私はこの人と仕事がしたくてアニメ業界に入りました。とそこには一本芯の通った香屋子。その熱意に当てられてついに監督として乗り出す王子。
王子の一挙手一投足に振り回され呆れながらも、ここぞというときの王子の言葉には”ああもうこの人は!”と王子への憧れや、尊敬をあふれさせる香屋子が愛おしいです。それぞれの仕事の流儀や価値観がぶつかりもする中で、今まで見ようとしてこなかった裏にある想いや、日常を知った時彼らはこれまで以上のものを作り出します。
きつくても好きだからこそやっている、だからこそアニメ業界には溢れるとまではいかなくても、確かに愛がある。好きなこと、思い入れがあるものだからこそ打ち込める、出来上がったものに愛着があり、認められなければ悔しい。感情が先に立つ、表に出しやすい仕事ということもあってか、そこには確かな熱量がある。こんな職場で働きたいと思えました。

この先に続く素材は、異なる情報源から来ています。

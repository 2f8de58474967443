//! Built-in pipeline stages.
//!
//! Request stages, in the order the standard pipeline runs them:
//!
//! | Stage | Needs an operation | Purpose |
//! |-------|--------------------|---------|
//! | [`DocsStage`] | no | Serve the API document |
//! | [`ResolutionStage`] | no | Match method and path to an operation |
//! | [`RequestLoggingStage`] | yes | Log the incoming request |
//! | [`RequestValidationStage`] | yes | Coerce and validate inputs |
//! | [`SecurityStage`] | yes | Evaluate security requirements |
//! | [`PreHandlerHookStage`] | yes | Observe the request before the handler |
//! | [`InvokerStage`] | yes | Call the bound handler |
//! | [`NotFoundStage`] | no | Terminate unmatched requests |
//!
//! Response stages: [`PostHandlerHookStage`], [`ResponseValidationStage`],
//! [`ResponseLoggingStage`].

mod docs;
mod hooks;
mod invoker;
mod logging;
mod not_found;
mod resolution;
mod security;
mod validation;

pub use docs::DocsStage;
pub use hooks::{ObserveHook, PostHandlerHookStage, PreHandlerHookStage, StageTimings};
pub use invoker::InvokerStage;
pub use logging::{RequestLoggingStage, ResponseLoggingStage};
pub use not_found::NotFoundStage;
pub use resolution::ResolutionStage;
pub use security::{Authorization, SecurityDispatcher, SecurityStage};
pub use validation::{RequestValidationStage, ResponseValidationStage};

最近辻村深月は白辻村、黒辻村と作品の雰囲気に合わせて言われることがあるようです。
人の感情のどす黒いところまで迫ってくる、噴出させる黒辻村。
人の心の柔らかいところにそっと寄り添い、触れてくる白辻村。
今回はお仕事小説ということもあって、白辻村の作品でした。
最後には自分もいい仕事がしたい!と爽やかな読後感が得られる一作でした。仕事に疲れた時にもぜひ!